Road To Popehat: It's Been Too Long Edition

Effluvia

It's time for the Road to Popehat,the feature in which we check out the traffic logs, note what searches brought you here, shudder, and drink ourselves into sweet, sweet oblivion.

Shorter this month, because Woopra has been acting up.

is it healthy for kids to eat salmon sashimi Let me tell you this: it's not healthy for your pocketbook. I taught all three kids to like sushi. Now they demand it. The four-year-old yells for a spider roll, eats all the crab out of it, and ignores the rest. It's barbaric.

metaphor for incomptetant [sic] You.

Delaware can I call the police for someone playing basketball in the street Jennifer Griffin, is that you?

white guy that killed more people than Hitler Pat Buchanan has a new historical theory.

will police arrest you in your underwear? "Because if not, I have a really outside-the-box idea for how to get away with bank robbery."

credulity.15 Upgrade to Beta .25 for only $79.99! No checks please.
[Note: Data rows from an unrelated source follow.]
// Copyright 2025 Red Hat, Inc.
//
// Licensed under the Apache License, Version 2.0 (the "License");
// you may not use this file except in compliance with the License.
// You may obtain a copy of the License at
//
//     https://www.apache.org/licenses/LICENSE-2.0
//
// Unless required by applicable law or agreed to in writing, software
// distributed under the License is distributed on an "AS IS" BASIS,
// WITHOUT WARRANTIES OR CONDITIONS OF ANY KIND, either express or implied.
// See the License for the specific language governing permissions and
// limitations under the License.

//! Authentication for plain HTTP requests.
//!
//! Some Kessel-adjacent APIs are REST endpoints rather than gRPC services.
//! [AuthRequest] decorates an outgoing [reqwest::RequestBuilder] with
//! whatever authentication material the implementation owns;
//! [OAuth2AuthRequest] attaches a bearer token from an
//! [OAuth2ClientCredentials] identity.

use crate::credentials::OAuth2ClientCredentials;
use crate::{Error, Result};

/// Decorates an outgoing HTTP request with authentication material.
#[async_trait::async_trait]
pub trait AuthRequest: std::fmt::Debug + Send + Sync {
    /// Returns `request` with authentication attached.
    ///
    /// May suspend, e.g. to refresh an expired token.
    async fn configure_request(
        &self,
        request: reqwest::RequestBuilder,
    ) -> Result<reqwest::RequestBuilder>;
}

/// Bearer-token authentication backed by an OAuth2 identity.
#[derive(Clone, Debug)]
pub struct OAuth2AuthRequest {
    credentials: OAuth2ClientCredentials,
}

impl OAuth2AuthRequest {
    pub fn new(credentials: OAuth2ClientCredentials) -> Self {
        Self { credentials }
    }
}

#[async_trait::async_trait]
impl AuthRequest for OAuth2AuthRequest {
    async fn configure_request(
        &self,
        request: reqwest::RequestBuilder,
    ) -> Result<reqwest::RequestBuilder> {
        let token = self.credentials.token().await?;
        let mut value =
            http::HeaderValue::from_str(&format!("Bearer {}", token.access_token))
                .map_err(Error::token_retrieval)?;
        value.set_sensitive(true);
        Ok(request.header(http::header::AUTHORIZATION, value))
    }
}
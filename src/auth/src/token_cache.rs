// Copyright 2025 Red Hat, Inc.
//
// Licensed under the Apache License, Version 2.0 (the "License");
// you may not use this file except in compliance with the License.
// You may obtain a copy of the License at
//
//     https://www.apache.org/licenses/LICENSE-2.0
//
// Unless required by applicable law or agreed to in writing, software
// distributed under the License is distributed on an "AS IS" BASIS,
// WITHOUT WARRANTIES OR CONDITIONS OF ANY KIND, either express or implied.
// See the License for the specific language governing permissions and
// limitations under the License.

use crate::Result;
use crate::token::{Token, TokenProvider};
use std::sync::Arc;
use std::time::Duration;
use tokio::sync::{Mutex, Notify};
use tokio::time::Instant;

/// Safety margin subtracted from a token's lifetime. A token within this
/// window of its expiration is treated as already expired, so it is never
/// presented for a call that may outlive it.
pub(crate) const EXPIRATION_WINDOW: Duration = Duration::from_secs(300);

/// A shared cache holding the current token for one identity.
///
/// Clones share the same cache. Readers of a still-valid token only take a
/// short read of the token slot. Readers that find the cache invalid race for
/// the refresh slot: the winner refreshes and wakes the rest, which re-read
/// the cache instead of issuing their own network calls. The winner
/// re-validates after acquiring the slot, closing the window where several
/// callers observe the same expired token before any of them refreshes it.
/// Duplicate refresh calls therefore only happen after a failed refresh, and
/// every caller performing one surfaces its own error.
#[derive(Debug)]
pub(crate) struct TokenCache<T>
where
    T: TokenProvider,
{
    // The current token. `None` means no token yet.
    token: Arc<Mutex<Option<Token>>>,

    // Held for the duration of a refresh. If locked, a refresh is in flight.
    refresh_slot: Arc<Mutex<()>>,
    // Wakes callers waiting on the result of an in-flight refresh.
    refresh_notify: Arc<Notify>,

    // The token provider. This thing does the refreshing.
    inner: Arc<T>,
}

fn valid(token: &Token) -> bool {
    !token.access_token.is_empty()
        && token
            .expires_at
            .is_none_or(|expires_at| Instant::now() + EXPIRATION_WINDOW < expires_at)
}

// Implemented by hand because `#[derive(Clone)]` would require `T: Clone`,
// even though only `Arc<T>` is held.
impl<T: TokenProvider> Clone for TokenCache<T> {
    fn clone(&self) -> TokenCache<T> {
        TokenCache {
            token: self.token.clone(),
            refresh_slot: self.refresh_slot.clone(),
            refresh_notify: self.refresh_notify.clone(),
            inner: self.inner.clone(),
        }
    }
}

impl<T: TokenProvider> TokenCache<T> {
    pub(crate) fn new(inner: T) -> TokenCache<T> {
        TokenCache {
            token: Arc::new(Mutex::new(None)),
            refresh_slot: Arc::new(Mutex::new(())),
            refresh_notify: Arc::new(Notify::new()),
            inner: Arc::new(inner),
        }
    }

    /// Returns the current token, refreshing it if needed.
    ///
    /// With `force_refresh` the cache is cleared and the endpoint is always
    /// called, even if the cached token is still valid.
    pub(crate) async fn token(&self, force_refresh: bool) -> Result<Token> {
        if force_refresh {
            let guard = self.refresh_slot.lock().await;
            self.token.lock().await.take();
            let result = self.refresh().await;
            drop(guard);
            self.refresh_notify.notify_waiters();
            return result;
        }

        loop {
            if let Some(token) = self.current_valid().await {
                return Ok(token);
            }

            // Register for the wake-up before racing for the refresh slot, so
            // a refresh finishing in between cannot be missed.
            let notified = self.refresh_notify.notified();
            tokio::pin!(notified);
            notified.as_mut().enable();

            match self.refresh_slot.try_lock() {
                Ok(guard) => {
                    // Another caller may have refreshed between our validity
                    // check and winning the slot.
                    if let Some(token) = self.current_valid().await {
                        return Ok(token);
                    }
                    let result = self.refresh().await;
                    drop(guard);
                    self.refresh_notify.notify_waiters();
                    return result;
                }
                Err(_) => {
                    // A refresh is in flight. Await its result, then re-check.
                    notified.await;
                }
            }
        }
    }

    // Clones the current token if it is still valid. Releases the lock on return.
    async fn current_valid(&self) -> Option<Token> {
        self.token.lock().await.clone().filter(valid)
    }

    // On failure the cache keeps its previous contents, so a later call can
    // retry the refresh.
    async fn refresh(&self) -> Result<Token> {
        let token = self.inner.token().await?;
        *self.token.lock().await = Some(token.clone());
        Ok(token)
    }
}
You have a lying face.

3 Comments

Road To Popehat: The Searchers Edition

Meta

It's time for the Road to Popehat, the feature in which we check out the traffic logs, see what Google searches you used to get here, and wonder if you're all playing a gigantic joke on us.

Our visitors are not mere idle surfers, but searchers on a quest.

What are they questing for? It varies.

They come here looking for answers to canonical questions regarding the great literary works of our age . . . .

colonel klink resistance is futile
has anyone killed more people than khan

. . . regarding music . . .

bagpipe devil's instrument

. . . and about other matters of high culture.

monkeys that try to guess what you draw

The come seeking legal advice . . .

can inappropriate touching from a parent not be molestation

. . . for referrals to reasonably priced legal services . . .

shitty colorado lawyers

. . . and for employment advice when they are particularly desperate for a job — ANY job — no matter how demeaning or vile.

how to become a member of the California assembly

They seek us in an effort to take control of their education . . .

when asking a professor a question what I should ask

. . . and their fashion choices.

will bra padding be picked up in an airport scanner

They come for advice about how to be a man . . .

how to be like Clint Eastwood

. . . . . and how to navigate the bleak dating scene as a woman.

when a man won't give you his last name

Some come looking for alarming forms of sexual gratification . . . .

ass pichers
gay furry scat

. . . as well as for fetishes that are . . . strangely alluring.

naked pizza groping

They come seeking information about modern political issues . . .

are the jews control washington
jews in the homo agenda
weird things happen when you talk about the illuminati

. . . for guidance on how to engage in the political process . . .

to whom can I complain about Obama

. . . and for answers to the most profound philosophical questions that face our society.

why sarcasm?

Finally, they come here to ask "who are you, Popehat writers?"

social awkwardness site:popehat.com
slutty popehat

I hope they all found what they were looking for. Except for the furry scat guy.